Introduction
Intercepting and tampering with encrypted enterprise traffic is a real risk when certificate validation is improperly implemented. CVE-2025-25253 exposes FortiProxy and FortiOS ZTNA proxy deployments to man in the middle attacks due to a certificate host mismatch flaw, potentially undermining the security of remote access solutions in production environments.
Fortinet is a major global vendor of network security appliances, including FortiProxy and FortiOS, with a significant presence in enterprise and service provider networks. Their ZTNA (Zero Trust Network Access) solutions are widely adopted for secure remote access and application segmentation. Fortinet products are known for their breadth of features and are deployed in thousands of organizations worldwide.
Technical Information
CVE-2025-25253 is an improper validation of certificate with host mismatch vulnerability, classified as CWE-297. The flaw exists in the ZTNA proxy component of both FortiProxy and FortiOS. When a client initiates a connection to the ZTNA proxy, the software fails to properly verify that the certificate presented by the server matches the expected hostname for the connection. This allows an attacker positioned as a man in the middle to present a valid certificate for a different host, which the proxy incorrectly accepts. As a result, the attacker can intercept and potentially modify encrypted traffic between the client and the ZTNA proxy.

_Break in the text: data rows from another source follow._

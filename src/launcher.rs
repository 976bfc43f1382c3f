//! Run orchestration: compose, spawn, join, tear down.
//!
//! The launcher owns the run lifecycle. It executes the base setup hook once,
//! composes the workload, hands each worker an immutable spec with a disjoint
//! id partition and a derived RNG seed, spawns one OS thread per worker, and
//! joins them all before running teardown. Teardown always runs, whatever
//! terminal states the workers reached.

use std::panic::AssertUnwindSafe;
use std::sync::Arc;

use crate::bootstrap::SessionBootstrap;
use crate::config::{compose, WorkloadConfig, WorkloadDecl, WorkloadOverlay};
use crate::context::{ClusterDescriptor, OwnedPartition, SessionOptions, WorkerSpec};
use crate::error::HarnessError;
use crate::fsm::FsmExecutor;
use crate::latch::CountdownLatch;
use crate::outcome::{ErrorAggregator, Outcome, RunReport};
use crate::store::Connector;

/// Default documents owned by each worker.
const DEFAULT_DOCS_PER_THREAD: u64 = 100;

/// Orchestrates one workload run against a cluster.
pub struct Launcher {
    connector: Arc<dyn Connector>,
    cluster: ClusterDescriptor,
    db_name: String,
    coll_name: String,
    base_seed: u64,
    docs_per_thread: u64,
    session_options: Option<SessionOptions>,
}

impl Launcher {
    /// Creates a launcher for the given cluster.
    #[must_use]
    pub fn new(connector: Arc<dyn Connector>, cluster: ClusterDescriptor) -> Self {
        Self {
            connector,
            cluster,
            db_name: "fsmdb".to_string(),
            coll_name: "fsmcoll".to_string(),
            base_seed: 0,
            docs_per_thread: DEFAULT_DOCS_PER_THREAD,
            session_options: Some(SessionOptions::default()),
        }
    }

    /// Sets the target namespace.
    #[must_use]
    pub fn namespace(mut self, db: impl Into<String>, coll: impl Into<String>) -> Self {
        self.db_name = db.into();
        self.coll_name = coll.into();
        self
    }

    /// Sets the base seed; worker `tid` draws from `base_seed + tid`.
    #[must_use]
    pub const fn base_seed(mut self, seed: u64) -> Self {
        self.base_seed = seed;
        self
    }

    /// Sets the owned-id count per worker.
    #[must_use]
    pub const fn docs_per_thread(mut self, docs: u64) -> Self {
        self.docs_per_thread = docs;
        self
    }

    /// Sets session options for all workers; `None` runs session-less.
    #[must_use]
    pub fn session_options(mut self, options: Option<SessionOptions>) -> Self {
        self.session_options = options;
        self
    }

    /// Runs one composed workload to completion.
    ///
    /// # Errors
    ///
    /// Returns an error for setup, composition, or teardown failures. Worker
    /// failures do not surface here; they are in the report.
    pub fn run(
        &self,
        base: &WorkloadDecl,
        overlays: &[WorkloadOverlay],
    ) -> crate::Result<RunReport> {
        let Some(admin_host) = self.cluster.hosts.first() else {
            return Err(HarnessError::Assertion("cluster has no hosts".into()));
        };
        let admin = self
            .connector
            .connect(admin_host)
            .map_err(HarnessError::Store)?;

        // Setup runs against a mutable copy of the base data, so that values
        // it computes are frozen into the merge below.
        let mut decl = base.clone();
        if let Some(setup) = &decl.setup {
            setup(&mut decl.data, admin.as_ref(), &self.cluster)?;
        }
        let config = compose(&decl, overlays)?;

        let span = tracing::info_span!("run", workload = %config.name);
        let _guard = span.enter();
        tracing::info!(
            threads = config.thread_count(),
            iterations = config.iterations(),
            seed = self.base_seed,
            "launching workload"
        );

        let specs = self.build_specs(&config, admin.as_ref())?;
        let report = self.run_workers(&config, specs);

        // Teardown is unconditional; skipping it on failure would leak the
        // collection into the next run.
        if let Some(teardown) = &decl.teardown {
            let mut data = config.data.clone();
            teardown(&mut data, admin.as_ref(), &self.cluster)?;
        }
        Ok(report)
    }

    /// Builds one immutable spec per worker and checks partition disjointness.
    fn build_specs(
        &self,
        config: &WorkloadConfig,
        admin: &dyn crate::store::DocumentStore,
    ) -> crate::Result<Vec<WorkerSpec>> {
        // The initial cluster time crosses the spawn boundary serialized; the
        // bootstrap hydrates it back into its typed form.
        let raw_time = serde_json::to_string(&admin.cluster_time())
            .map_err(|err| HarnessError::Assertion(format!("cluster time encode: {err}")))?;
        let session_options = self.session_options.clone().map(|mut options| {
            options.raw_cluster_time = Some(raw_time);
            options
        });

        let thread_count = config.thread_count();
        let specs: Vec<WorkerSpec> = (0..thread_count)
            .map(|tid| WorkerSpec {
                tid,
                host: self.cluster.hosts[tid as usize % self.cluster.hosts.len()].clone(),
                db_name: self.db_name.clone(),
                coll_name: self.coll_name.clone(),
                cluster: self.cluster.clone(),
                session_options: session_options.clone(),
                rng_seed: self.base_seed + u64::from(tid),
                partition: OwnedPartition::new(tid, thread_count, self.docs_per_thread),
            })
            .collect();

        for (i, a) in specs.iter().enumerate() {
            for b in specs.iter().skip(i + 1) {
                if !a.partition.is_disjoint(&b.partition) {
                    return Err(HarnessError::Assertion(format!(
                        "partitions of workers {} and {} overlap",
                        a.tid, b.tid
                    )));
                }
            }
        }
        Ok(specs)
    }

    /// Spawns, runs, and joins all workers.
    fn run_workers(&self, config: &WorkloadConfig, specs: Vec<WorkerSpec>) -> RunReport {
        let aggregator = ErrorAggregator::new();
        let stop_latch = aggregator.stop_latch();
        let start_latch = Arc::new(CountdownLatch::new(u64::from(config.thread_count())));

        let mut handles = Vec::with_capacity(specs.len());
        for spec in specs {
            let connector = Arc::clone(&self.connector);
            let config = config.clone();
            let worker_aggregator = aggregator.clone();
            let worker_start = Arc::clone(&start_latch);
            let worker_stop = Arc::clone(&stop_latch);
            let tid = spec.tid;

            let spawned = std::thread::Builder::new()
                .name(format!("worker-{tid}"))
                .spawn(move || {
                    // A panicking state function must trip the stop latch
                    // right here, not when the launcher eventually joins
                    // this thread.
                    let outcome = std::panic::catch_unwind(AssertUnwindSafe(|| {
                        run_worker(&spec, connector.as_ref(), &config, &worker_start, &worker_stop)
                    }))
                    .unwrap_or_else(|payload| Outcome::panicked(tid, render_panic(&*payload)));
                    worker_aggregator.record(outcome);
                });
            match spawned {
                Ok(handle) => handles.push((tid, handle)),
                Err(err) => {
                    // An unspawned worker still owes the barrier its arrival,
                    // and its failure stops the rest of the run.
                    start_latch.count_down();
                    aggregator.record(Outcome::failure(
                        tid,
                        &HarnessError::Assertion(format!("spawning worker {tid}: {err}")),
                    ));
                }
            }
        }

        // Worker panics are caught and recorded in-thread; this only catches
        // a panic that escaped the recording itself.
        for (tid, handle) in handles {
            if let Err(payload) = handle.join() {
                aggregator.record(Outcome::panicked(tid, render_panic(&*payload)));
            }
        }

        aggregator.into_report()
    }
}

impl std::fmt::Debug for Launcher {
    fn fmt(&self, f: &mut std::fmt::Formatter<'_>) -> std::fmt::Result {
        f.debug_struct("Launcher")
            .field("db_name", &self.db_name)
            .field("coll_name", &self.coll_name)
            .field("base_seed", &self.base_seed)
            .field("docs_per_thread", &self.docs_per_thread)
            .finish_non_exhaustive()
    }
}

/// One worker's whole life: bootstrap, state loop, outcome.
fn run_worker(
    spec: &WorkerSpec,
    connector: &dyn Connector,
    config: &WorkloadConfig,
    start_latch: &CountdownLatch,
    stop_latch: &CountdownLatch,
) -> Outcome {
    let (store, mut cx) = match SessionBootstrap::new(spec, connector, start_latch).run() {
        Ok(ready) => ready,
        Err(err) => return Outcome::failure(spec.tid, &err),
    };

    // Each worker gets its own copy of the merged workload data.
    cx.scratch
        .extend(config.data.iter().map(|(k, v)| (k.clone(), v.clone())));

    let mut executor = FsmExecutor::new(config, stop_latch);
    match executor.run(&mut cx, store.as_ref()) {
        Ok(summary) => {
            // The loop may end in a write state with expectations still
            // queued; they must be verified before the worker reports
            // success. Workloads that never used the oracle are left alone.
            if cx.oracle.pending_len() > 0 {
                if let Err(err) = cx.oracle.check(store.as_ref(), &cx.coll_name) {
                    return Outcome::failure(spec.tid, &err);
                }
            }
            Outcome::success(spec.tid, summary)
        }
        Err(err) => Outcome::failure(spec.tid, &err),
    }
}

/// Renders a panic payload into a displayable string.
fn render_panic(payload: &(dyn std::any::Any + Send)) -> String {
    payload
        .downcast_ref::<String>()
        .cloned()
        .or_else(|| payload.downcast_ref::<&str>().map(ToString::to_string))
        .unwrap_or_else(|| "opaque panic payload".to_string())
}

The vulnerability is limited to the ZTNA proxy functionality. There are no public code snippets or proof of concept details available. The root cause is a failure to enforce strict hostname verification during the certificate validation process, which is a critical requirement for secure TLS communications. This type of flaw is well documented in the security community and can have significant consequences for the confidentiality and integrity of network traffic.
Affected Systems and Versions
- FortiProxy version 7.6.1 and below
- FortiProxy version 7.4.8 and below
- FortiProxy 7.2 all versions
- FortiProxy 7.0 all versions
- FortiOS version 7.6.2 and below
- FortiOS version 7.4.8 and below
- FortiOS 7.2 all versions
- FortiOS 7.0 all versions
The vulnerability specifically affects the ZTNA proxy component. All configurations using ZTNA proxy in the above versions are vulnerable.
Vendor Security History
Fortinet has experienced several certificate validation and authentication vulnerabilities in its product lines, particularly affecting VPN and ZTNA features. The company maintains a dedicated Product Security Incident Response Team (PSIRT) and generally responds quickly to reported vulnerabilities, issuing advisories and patches in a timely manner. Notable past issues include improper certificate validation and authentication bypasses in FortiOS and FortiProxy. Some high and critical severity vulnerabilities in Fortinet products have been exploited in the wild, highlighting the importance of prompt patching.